─── RECORD SET

//! Handlers for `/categories` endpoints.
//!
//! | Method | Path | Notes |
//! |--------|------|-------|
//! | `GET`  | `/categories` | `{"<id>": "<type>"}` mapping |
//! | `GET`  | `/categories/{id}/questions` | 400 if the category does not exist |

use std::{collections::BTreeMap, sync::Arc};

use axum::{
  Json,
  extract::{Path, State, rejection::PathRejection},
};
use serde::Serialize;
use trivia_core::{
  category::category_map,
  store::{QuestionQuery, TriviaStore},
};

use crate::{QuestionList, error::ApiError};

// ─── List ─────────────────────────────────────────────────────────────────────

#[derive(Debug, Serialize)]
pub struct CategoryList {
  pub success:    bool,
  pub categories: BTreeMap<i64, String>,
}

/// `GET /categories`
pub async fn list<S>(State(store): State<Arc<S>>) -> Result<Json<CategoryList>, ApiError>
where
  S: TriviaStore,
{
  let categories = store.list_categories().await.map_err(ApiError::store)?;
  Ok(Json(CategoryList {
    success:    true,
    categories: category_map(&categories),
  }))
}

// ─── Questions in a category ──────────────────────────────────────────────────

/// `GET /categories/{id}/questions`
///
/// The category is looked up before its questions, so an unknown or
/// non-numeric id is a 400 rather than an empty 200.
pub async fn questions<S>(
  State(store): State<Arc<S>>,
  id: Result<Path<i64>, PathRejection>,
) -> Result<Json<QuestionList>, ApiError>
where
  S: TriviaStore,
{
  let Path(id) = id.map_err(|r| ApiError::BadRequest(r.body_text()))?;

  store
    .get_category(id)
    .await
    .map_err(ApiError::store)?
    .ok_or_else(|| ApiError::BadRequest(format!("category {id} does not exist")))?;

  let query = QuestionQuery::in_category(id);
  let questions = store.list_questions(&query).await.map_err(ApiError::store)?;

  Ok(Json(QuestionList {
    success: true,
    total_questions: questions.len(),
    questions,
    categories: None,
    current_category: Some(id),
  }))
}
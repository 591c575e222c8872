//! Handler for `POST /quizzes`.
//!
//! Body: `{"previous_questions": [1, 2], "quiz_category": {"id": 0}}`.
//! Category id `0` draws from every question. The response carries no
//! `question` field once every question in the pool has been served.

use std::sync::Arc;

use axum::{
  Json,
  extract::{State, rejection::JsonRejection},
};
use serde::{Deserialize, Serialize};
use trivia_core::{
  question::Question,
  quiz::pick_unseen,
  store::{QuestionQuery, TriviaStore},
};

use crate::{deserializers::IntOrString, error::ApiError};

/// Category id meaning "any category".
pub const ALL_CATEGORIES: i64 = 0;

#[derive(Debug, Deserialize)]
pub struct QuizBody {
  pub previous_questions: Option<Vec<i64>>,
  pub quiz_category:      Option<QuizCategory>,
}

/// Only the id is read; the front end also sends the category `type`.
#[derive(Debug, Deserialize)]
pub struct QuizCategory {
  pub id: IntOrString,
}

#[derive(Debug, Serialize)]
pub struct NextQuestion {
  pub success:  bool,
  #[serde(skip_serializing_if = "Option::is_none")]
  pub question: Option<Question>,
}

/// `POST /quizzes`
pub async fn next_question<S>(
  State(store): State<Arc<S>>,
  body: Result<Json<QuizBody>, JsonRejection>,
) -> Result<Json<NextQuestion>, ApiError>
where
  S: TriviaStore,
{
  let Json(body) = body?;
  let (Some(previous), Some(category)) = (body.previous_questions, body.quiz_category)
  else {
    return Err(ApiError::BadRequest(
      "previous_questions and quiz_category are required".to_owned(),
    ));
  };
  let category = category
    .id
    .to_int("quiz_category.id")
    .map_err(|e| ApiError::BadRequest(e.to_string()))?;

  let query = if category == ALL_CATEGORIES {
    QuestionQuery::all()
  } else {
    QuestionQuery::in_category(category)
  };
  let pool = store.list_questions(&query).await.map_err(ApiError::store)?;

  let question = pick_unseen(&pool, &previous, &mut rand::thread_rng()).cloned();
  tracing::debug!(
    category,
    pool = pool.len(),
    seen = previous.len(),
    picked = question.as_ref().map(|q| q.id),
    "quiz question selected"
  );

  Ok(Json(NextQuestion { success: true, question }))
}
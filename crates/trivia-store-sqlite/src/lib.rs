//! SQLite backend for the trivia question bank.
//!
//! Wraps [`tokio_rusqlite`] so all database access runs on a dedicated thread
//! without blocking the async runtime.

mod encode;
mod schema;
mod store;

pub mod error;

pub use error::{Error, Result};
pub use schema::SEEDED_CATEGORIES;
pub use store::SqliteStore;
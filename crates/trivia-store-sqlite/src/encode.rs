//! Helpers between SQL rows / parameters and the domain types.

use rusqlite::functions::FunctionFlags;
use trivia_core::{category::Category, question::Question};

pub const QUESTION_COLUMNS: &str = "id, question, answer, category, difficulty";

pub fn category_from_row(row: &rusqlite::Row<'_>) -> rusqlite::Result<Category> {
  Ok(Category {
    id:   row.get(0)?,
    kind: row.get(1)?,
  })
}

pub fn question_from_row(row: &rusqlite::Row<'_>) -> rusqlite::Result<Question> {
  Ok(Question {
    id:         row.get(0)?,
    question:   row.get(1)?,
    answer:     row.get(2)?,
    category:   row.get(3)?,
    difficulty: row.get(4)?,
  })
}

/// Name of the scalar SQL function backing question search.
pub const CONTAINS_FOLDED: &str = "contains_folded";

/// Case-insensitive substring test using full Unicode lowercasing, so
/// "école" matches "ÉCOLE".
pub fn contains_folded(haystack: &str, needle: &str) -> bool {
  haystack.to_lowercase().contains(&needle.to_lowercase())
}

/// Register [`CONTAINS_FOLDED`] on `conn`. A NULL argument never matches.
pub fn register_functions(conn: &rusqlite::Connection) -> rusqlite::Result<()> {
  conn.create_scalar_function(
    CONTAINS_FOLDED,
    2,
    FunctionFlags::SQLITE_UTF8 | FunctionFlags::SQLITE_DETERMINISTIC,
    |ctx| {
      let haystack: Option<String> = ctx.get(0)?;
      let needle: Option<String> = ctx.get(1)?;
      Ok(match (haystack, needle) {
        (Some(h), Some(n)) => contains_folded(&h, &n),
        _ => false,
      })
    },
  )
}

/// SQLite treats a negative `LIMIT` as "no limit".
pub fn sql_limit(limit: Option<usize>) -> i64 {
  limit.map_or(-1, |l| i64::try_from(l).unwrap_or(i64::MAX))
}

pub fn sql_offset(offset: usize) -> i64 { i64::try_from(offset).unwrap_or(i64::MAX) }
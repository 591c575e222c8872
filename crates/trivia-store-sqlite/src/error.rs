//! Error type for `trivia-store-sqlite`.

use thiserror::Error;

#[derive(Debug, Error)]
pub enum Error {
  #[error("database error: {0}")]
  Database(#[from] tokio_rusqlite::Error),

  #[error("row count {0} does not fit in usize")]
  CountOutOfRange(i64),
}

pub type Result<T, E = Error> = std::result::Result<T, E>;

──────

- _WHAT THIS TASK INVOLVES_: Send back each record exactly as it stands.

- _OUTPUT OF THE EXERCISE_:
//! Handlers for `/categories` endpoints.
//!
//! | Method | Path | Notes |
//! |--------|------|-------|
//! | `GET`  | `/categories` | `{"<id>": "<type>"}` mapping |
//! | `GET`  | `/categories/{id}/questions` | 400 if the category does not exist |

use std::{collections::BTreeMap, sync::Arc};

use axum::{
  Json,
  extract::{Path, State, rejection::PathRejection},
};
use serde::Serialize;
use trivia_core::{
  category::category_map,
  store::{QuestionQuery, TriviaStore},
};

use crate::{QuestionList, error::ApiError};

// ─── List ─────────────────────────────────────────────────────────────────────

#[derive(Debug, Serialize)]
pub struct CategoryList {
  pub success:    bool,
  pub categories: BTreeMap<i64, String>,
}

/// `GET /categories`
pub async fn list<S>(State(store): State<Arc<S>>) -> Result<Json<CategoryList>, ApiError>
where
  S: TriviaStore,
{
  let categories = store.list_categories().await.map_err(ApiError::store)?;
  Ok(Json(CategoryList {
    success:    true,
    categories: category_map(&categories),
  }))
}

// ─── Questions in a category ──────────────────────────────────────────────────

/// `GET /categories/{id}/questions`
///
/// The category is looked up before its questions, so an unknown or
/// non-numeric id is a 400 rather than an empty 200.
pub async fn questions<S>(
  State(store): State<Arc<S>>,
  id: Result<Path<i64>, PathRejection>,
) -> Result<Json<QuestionList>, ApiError>
where
  S: TriviaStore,
{
  let Path(id) = id.map_err(|r| ApiError::BadRequest(r.body_text()))?;

  store
    .get_category(id)
    .await
    .map_err(ApiError::store)?
    .ok_or_else(|| ApiError::BadRequest(format!("category {id} does not exist")))?;

  let query = QuestionQuery::in_category(id);
  let questions = store.list_questions(&query).await.map_err(ApiError::store)?;

  Ok(Json(QuestionList {
    success: true,
    total_questions: questions.len(),
    questions,
    categories: None,
    current_category: Some(id),
  }))
}
repository 591c575e222c8872
//! Handler for `POST /quizzes`.
//!
//! Body: `{"previous_questions": [1, 2], "quiz_category": {"id": 0}}`.
//! Category id `0` draws from every question. The response carries no
//! `question` field once every question in the pool has been served.

use std::sync::Arc;

use axum::{
  Json,
  extract::{State, rejection::JsonRejection},
};
use serde::{Deserialize, Serialize};
use trivia_core::{
  question::Question,
  quiz::pick_unseen,
  store::{QuestionQuery, TriviaStore},
};

use crate::{deserializers::IntOrString, error::ApiError};

/// Category id meaning "any category".
pub const ALL_CATEGORIES: i64 = 0;

#[derive(Debug, Deserialize)]
pub struct QuizBody {
  pub previous_questions: Option<Vec<i64>>,
  pub quiz_category:      Option<QuizCategory>,
}

/// Only the id is read; the front end also sends the category `type`.
#[derive(Debug, Deserialize)]
pub struct QuizCategory {
  pub id: IntOrString,
}

#[derive(Debug, Serialize)]
pub struct NextQuestion {
  pub success:  bool,
  #[serde(skip_serializing_if = "Option::is_none")]
  pub question: Option<Question>,
}

/// `POST /quizzes`
pub async fn next_question<S>(
  State(store): State<Arc<S>>,
  body: Result<Json<QuizBody>, JsonRejection>,
) -> Result<Json<NextQuestion>, ApiError>
where
  S: TriviaStore,
{
  let Json(body) = body?;
  let (Some(previous), Some(category)) = (body.previous_questions, body.quiz_category)
  else {
    return Err(ApiError::BadRequest(
      "previous_questions and quiz_category are required".to_owned(),
    ));
  };
  let category = category
    .id
    .to_int("quiz_category.id")
    .map_err(|e| ApiError::BadRequest(e.to_string()))?;

  let query = if category == ALL_CATEGORIES {
    QuestionQuery::all()
  } else {
    QuestionQuery::in_category(category)
  };
  let pool = store.list_questions(&query).await.map_err(ApiError::store)?;

  let question = pick_unseen(&pool, &previous, &mut rand::thread_rng()).cloned();
  tracing::debug!(
    category,
    pool = pool.len(),
    seen = previous.len(),
    picked = question.as_ref().map(|q| q.id),
    "quiz question selected"
  );

  Ok(Json(NextQuestion { success: true, question }))
}
filename crates/trivia-store-sqlite/src/lib.rs
//! SQLite backend for the trivia question bank.
//!
//! Wraps [`tokio_rusqlite`] so all database access runs on a dedicated thread
//! without blocking the async runtime.

mod encode;
mod schema;
mod store;

pub mod error;

pub use error::{Error, Result};
pub use schema::SEEDED_CATEGORIES;
pub use store::SqliteStore;
filename crates/trivia-store-sqlite/src/encode.rs
//! Helpers between SQL rows / parameters and the domain types.

use rusqlite::functions::FunctionFlags;
use trivia_core::{category::Category, question::Question};

pub const QUESTION_COLUMNS: &str = "id, question, answer, category, difficulty";

pub fn category_from_row(row: &rusqlite::Row<'_>) -> rusqlite::Result<Category> {
  Ok(Category {
    id:   row.get(0)?,
    kind: row.get(1)?,
  })
}

pub fn question_from_row(row: &rusqlite::Row<'_>) -> rusqlite::Result<Question> {
  Ok(Question {
    id:         row.get(0)?,
    question:   row.get(1)?,
    answer:     row.get(2)?,
    category:   row.get(3)?,
    difficulty: row.get(4)?,
  })
}

/// Name of the scalar SQL function backing question search.
pub const CONTAINS_FOLDED: &str = "contains_folded";

/// Case-insensitive substring test using full Unicode lowercasing, so
/// "école" matches "ÉCOLE".
pub fn contains_folded(haystack: &str, needle: &str) -> bool {
  haystack.to_lowercase().contains(&needle.to_lowercase())
}

/// Register [`CONTAINS_FOLDED`] on `conn`. A NULL argument never matches.
pub fn register_functions(conn: &rusqlite::Connection) -> rusqlite::Result<()> {
  conn.create_scalar_function(
    CONTAINS_FOLDED,
    2,
    FunctionFlags::SQLITE_UTF8 | FunctionFlags::SQLITE_DETERMINISTIC,
    |ctx| {
      let haystack: Option<String> = ctx.get(0)?;
      let needle: Option<String> = ctx.get(1)?;
      Ok(match (haystack, needle) {
        (Some(h), Some(n)) => contains_folded(&h, &n),
        _ => false,
      })
    },
  )
}

/// SQLite treats a negative `LIMIT` as "no limit".
pub fn sql_limit(limit: Option<usize>) -> i64 {
  limit.map_or(-1, |l| i64::try_from(l).unwrap_or(i64::MAX))
}

pub fn sql_offset(offset: usize) -> i64 { i64::try_from(offset).unwrap_or(i64::MAX) }
repository 591c575e222c8872
filename crates/trivia-store-sqlite/src/error.rs
//! Error type for `trivia-store-sqlite`.

use thiserror::Error;

#[derive(Debug, Error)]
pub enum Error {
  #[error("database error: {0}")]
  Database(#[from] tokio_rusqlite::Error),

  #[error("row count {0} does not fit in usize")]
  CountOutOfRange(i64),
}

pub type Result<T, E = Error> = std::result::Result<T, E>;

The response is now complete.